湿気でうねる髪を払って足元に気をつけながら進むこと3時間。そろそろうんざりして来た頃に雨雲の薄い部分が目立ち始めた。そろそろ晴れそうだ。
「アサギ、魔物だ」
「マジか……」
もうちょっと止む所なのに、空気の読めない奴等め。せめて土以外の場所で出てきて欲しい。
腰の剣を抜いて雨だからとおざなりにしていた気配感知を真面目に広げる。すると左手の方にいくつかの反応があった。
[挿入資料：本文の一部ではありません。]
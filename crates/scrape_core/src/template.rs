use serde::{Deserialize, Serialize};
use serde_json::Value;

use crate::{ConfigError, Params};

pub const DEFAULT_PLACEHOLDER: &str = "id";

/// Identifiers to loop over and the name of the `{placeholder}` they replace.
#[derive(Debug, Clone, PartialEq, Eq, Serialize, Deserialize)]
pub struct BatchConfig {
    #[serde(default, alias = "batch_identifiers")]
    pub identifiers: Vec<String>,
    #[serde(default = "default_placeholder", alias = "batch_variable_name")]
    pub placeholder: String,
}

fn default_placeholder() -> String {
    DEFAULT_PLACEHOLDER.to_string()
}

impl Default for BatchConfig {
    fn default() -> Self {
        Self {
            identifiers: Vec::new(),
            placeholder: default_placeholder(),
        }
    }
}

impl BatchConfig {
    pub fn new<I, S>(identifiers: I) -> Self
    where
        I: IntoIterator<Item = S>,
        S: Into<String>,
    {
        Self {
            identifiers: identifiers.into_iter().map(Into::into).collect(),
            placeholder: default_placeholder(),
        }
    }

    pub fn with_placeholder(mut self, placeholder: impl Into<String>) -> Self {
        self.placeholder = placeholder.into();
        self
    }

    /// The literal token searched for, e.g. `{id}`.
    pub fn token(&self) -> String {
        format!("{{{}}}", self.placeholder)
    }

    pub(crate) fn validate(&self) -> Result<(), ConfigError> {
        let name = self.placeholder.trim();
        if name.is_empty() || name.contains(['{', '}']) || name != self.placeholder {
            return Err(ConfigError::InvalidPlaceholder(self.placeholder.clone()));
        }
        Ok(())
    }
}

/// One outer iteration: the identifier (if any) and the substituted request
/// parts, all still unencoded.
#[derive(Debug, Clone, PartialEq)]
pub struct Expansion {
    pub identifier: Option<String>,
    pub address: String,
    pub body: Option<Value>,
    pub params: Params,
}

/// Expands a batch into per-identifier request parts, in list order.
///
/// Substitution works on raw strings. Callers must encode the results only
/// afterwards: an encoded `{` no longer matches the token.
pub fn expand(
    address: &str,
    body: Option<&Value>,
    params: &Params,
    batch: &BatchConfig,
) -> Vec<Expansion> {
    if batch.identifiers.is_empty() {
        return vec![Expansion {
            identifier: None,
            address: address.to_string(),
            body: body.cloned(),
            params: params.clone(),
        }];
    }

    let token = batch.token();
    batch
        .identifiers
        .iter()
        .map(|identifier| Expansion {
            identifier: Some(identifier.clone()),
            address: address.replace(&token, identifier),
            body: body.map(|b| substitute_body(b, &batch.placeholder, &token, identifier)),
            params: substitute_params(params, &batch.placeholder, &token, identifier),
        })
        .collect()
}

fn substitute_params(params: &Params, name: &str, token: &str, identifier: &str) -> Params {
    params
        .iter()
        .map(|(key, value)| {
            let value = if key == name {
                Value::String(identifier.to_string())
            } else {
                replace_in_strings(value, token, identifier)
            };
            (key.clone(), value)
        })
        .collect()
}

/// Replaces the token in every string of the body, and sets top-level or
/// GraphQL `variables` keys named like the placeholder.
fn substitute_body(body: &Value, name: &str, token: &str, identifier: &str) -> Value {
    let mut out = replace_in_strings(body, token, identifier);
    if let Value::Object(map) = &mut out {
        if let Some(slot) = map.get_mut(name) {
            *slot = Value::String(identifier.to_string());
        }
        if let Some(Value::Object(vars)) = map.get_mut("variables") {
            if let Some(slot) = vars.get_mut(name) {
                *slot = Value::String(identifier.to_string());
            }
        }
    }
    out
}

fn replace_in_strings(value: &Value, token: &str, identifier: &str) -> Value {
    match value {
        Value::String(s) => Value::String(s.replace(token, identifier)),
        Value::Array(items) => Value::Array(
            items
                .iter()
                .map(|v| replace_in_strings(v, token, identifier))
                .collect(),
        ),
        Value::Object(map) => Value::Object(
            map.iter()
                .map(|(k, v)| (k.clone(), replace_in_strings(v, token, identifier)))
                .collect(),
        ),
        other => other.clone(),
    }
}
use std::collections::HashSet;
use std::path::PathBuf;
use std::sync::atomic::{AtomicU64, Ordering};
use std::time::{SystemTime, UNIX_EPOCH};

use engine_logging::{engine_debug, engine_info};
use scrape_core::Record;
use serde_json::Value;
use sha2::{Digest, Sha256};

use crate::persist::{ArtifactWriter, PersistError};

/// Where an exported table can be retrieved.
#[derive(Debug, Clone, PartialEq, Eq)]
pub struct ArtifactRef {
    /// File name, e.g. `3fa9c01b.csv`.
    pub name: String,
    pub path: PathBuf,
    /// Retrieval path handed back to the caller.
    pub url: String,
}

#[derive(Debug, thiserror::Error)]
pub enum ExportError {
    #[error("no records to export")]
    Empty,
    #[error("persist error: {0}")]
    Persist(#[from] PersistError),
}

/// Writes a record set as one table artifact.
pub trait TableWriter: Send + Sync {
    fn write_table(&self, records: &[Record]) -> Result<ArtifactRef, ExportError>;
}

/// Hands non-empty record sets to `writer`; an empty set is signalled with
/// [`ExportError::Empty`] and nothing is written.
pub fn export_records(writer: &dyn TableWriter, records: &[Record]) -> Result<ArtifactRef, ExportError> {
    if records.is_empty() {
        return Err(ExportError::Empty);
    }
    writer.write_table(records)
}

const NAME_ATTEMPTS: u32 = 8;

static NAME_COUNTER: AtomicU64 = AtomicU64::new(0);

/// UTF-8 CSV writer: column union in first-seen order, CRLF rows.
#[derive(Debug, Clone)]
pub struct CsvTableWriter {
    writer: ArtifactWriter,
    url_prefix: String,
}

impl CsvTableWriter {
    pub fn new(dir: impl Into<PathBuf>) -> Self {
        Self {
            writer: ArtifactWriter::new(dir),
            url_prefix: "/download".to_string(),
        }
    }

    pub fn with_url_prefix(mut self, prefix: impl Into<String>) -> Self {
        self.url_prefix = prefix.into().trim_end_matches('/').to_string();
        self
    }
}

impl TableWriter for CsvTableWriter {
    fn write_table(&self, records: &[Record]) -> Result<ArtifactRef, ExportError> {
        let csv = build_csv(records);
        let mut attempt = 0;
        loop {
            let name = format!("{}.csv", artifact_stem(&csv));
            match self.writer.write_new(&name, csv.as_bytes()) {
                Ok(path) => {
                    engine_info!("Exported {} records to {}", records.len(), path.display());
                    return Ok(ArtifactRef {
                        url: format!("{}/{name}", self.url_prefix),
                        name,
                        path,
                    });
                }
                Err(PersistError::AlreadyExists(path)) if attempt + 1 < NAME_ATTEMPTS => {
                    engine_debug!("Artifact name {} taken; picking another", path.display());
                    attempt += 1;
                }
                Err(err) => return Err(err.into()),
            }
        }
    }
}

/// Keys of all records, in first-seen order.
pub fn column_union(records: &[Record]) -> Vec<String> {
    let mut seen = HashSet::new();
    records
        .iter()
        .flat_map(|r| r.keys())
        .filter(|k| seen.insert(k.as_str()))
        .cloned()
        .collect()
}

/// Renders records as RFC 4180 CSV with a header row. Missing fields become
/// empty cells; arrays and objects are written as JSON text.
pub fn build_csv(records: &[Record]) -> String {
    let columns = column_union(records);
    let mut out = String::new();
    push_row(&mut out, columns.iter().map(String::as_str));
    for record in records {
        let cells: Vec<String> = columns
            .iter()
            .map(|c| record.get(c).map(cell_text).unwrap_or_default())
            .collect();
        push_row(&mut out, cells.iter().map(String::as_str));
    }
    out
}

fn push_row<'a>(out: &mut String, cells: impl Iterator<Item = &'a str>) {
    for (i, cell) in cells.enumerate() {
        if i > 0 {
            out.push(',');
        }
        if cell.contains([',', '"', '\r', '\n']) {
            out.push('"');
            out.push_str(&cell.replace('"', "\"\""));
            out.push('"');
        } else {
            out.push_str(cell);
        }
    }
    out.push_str("\r\n");
}

fn cell_text(value: &Value) -> String {
    match value {
        Value::Null => String::new(),
        Value::String(s) => s.clone(),
        Value::Bool(_) | Value::Number(_) | Value::Array(_) | Value::Object(_) => value.to_string(),
    }
}

/// Eight hex chars derived from the content, the clock and a process counter.
fn artifact_stem(content: &str) -> String {
    let nanos = SystemTime::now()
        .duration_since(UNIX_EPOCH)
        .map(|d| d.as_nanos())
        .unwrap_or_default();
    let counter = NAME_COUNTER.fetch_add(1, Ordering::Relaxed);

    let mut hasher = Sha256::new();
    hasher.update(content.as_bytes());
    hasher.update(nanos.to_le_bytes());
    hasher.update(counter.to_le_bytes());
    hasher.update(std::process::id().to_le_bytes());
    let digest = hasher.finalize();

    let mut hex = String::with_capacity(8);
    for byte in digest.iter().take(4) {
        use std::fmt::Write;
        let _ = write!(&mut hex, "{byte:02x}");
    }
    hex
}

#[cfg(test)]
mod tests {
    use super::*;

    #[test]
    fn stems_are_short_hex_and_distinct() {
        let a = artifact_stem("same");
        let b = artifact_stem("same");
        assert_eq!(a.len(), 8);
        assert!(a.chars().all(|c| c.is_ascii_hexdigit()));
        assert_ne!(a, b);
    }
}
この感じ……ゴブリンか。
「雨の日に出てくるゴブリンか?」
「いや、ただのゴブリンだな。だが油断するなよ」
「僕が油断したことあるか?」
「割と」
「……」
根も葉もない噂だ! そんな記憶は無いと抗議しようとした所で複数のゴブリンが汚い武器を振り上げて襲い掛かってきた。雨の中だというのに腰蓑一枚で元気一杯だが、邪魔なので退場して頂く。武器を弾き、出来た隙を狙って首を刎ねるだけの簡単なお仕事だ。
勿論、周囲への警戒はバッチリなので背後からの不意打ちなんて阿呆な結果はあり得ない。何よりダニエラがカバーしてくれるしね。当然僕もダニエラのカバーはしているのだが、ぶっちゃけダニエラの立ち回りを見る限り余計なお世話感が半端なかった。レベルはだんだん追いついていくが、現場での経験値が追いつかない。こういう小さな所からコツコツと積み上げるのが大事なのだろう。
「なぁダニエラ」
「なんだアサギ」
「僕さ、今までゴブリンは鉄製品の資源としか思ってなかったんだけど」
「それはそれで酷い話だな……」
「討伐証明ってどこの部位なんだ?」
そう、今まで武器を回収したら放置だった。部位を集めてギルドに持っていけば金になったのかもしれないが、如何せん鉄資源の収入が大きかったので見向きもしかなったのだ。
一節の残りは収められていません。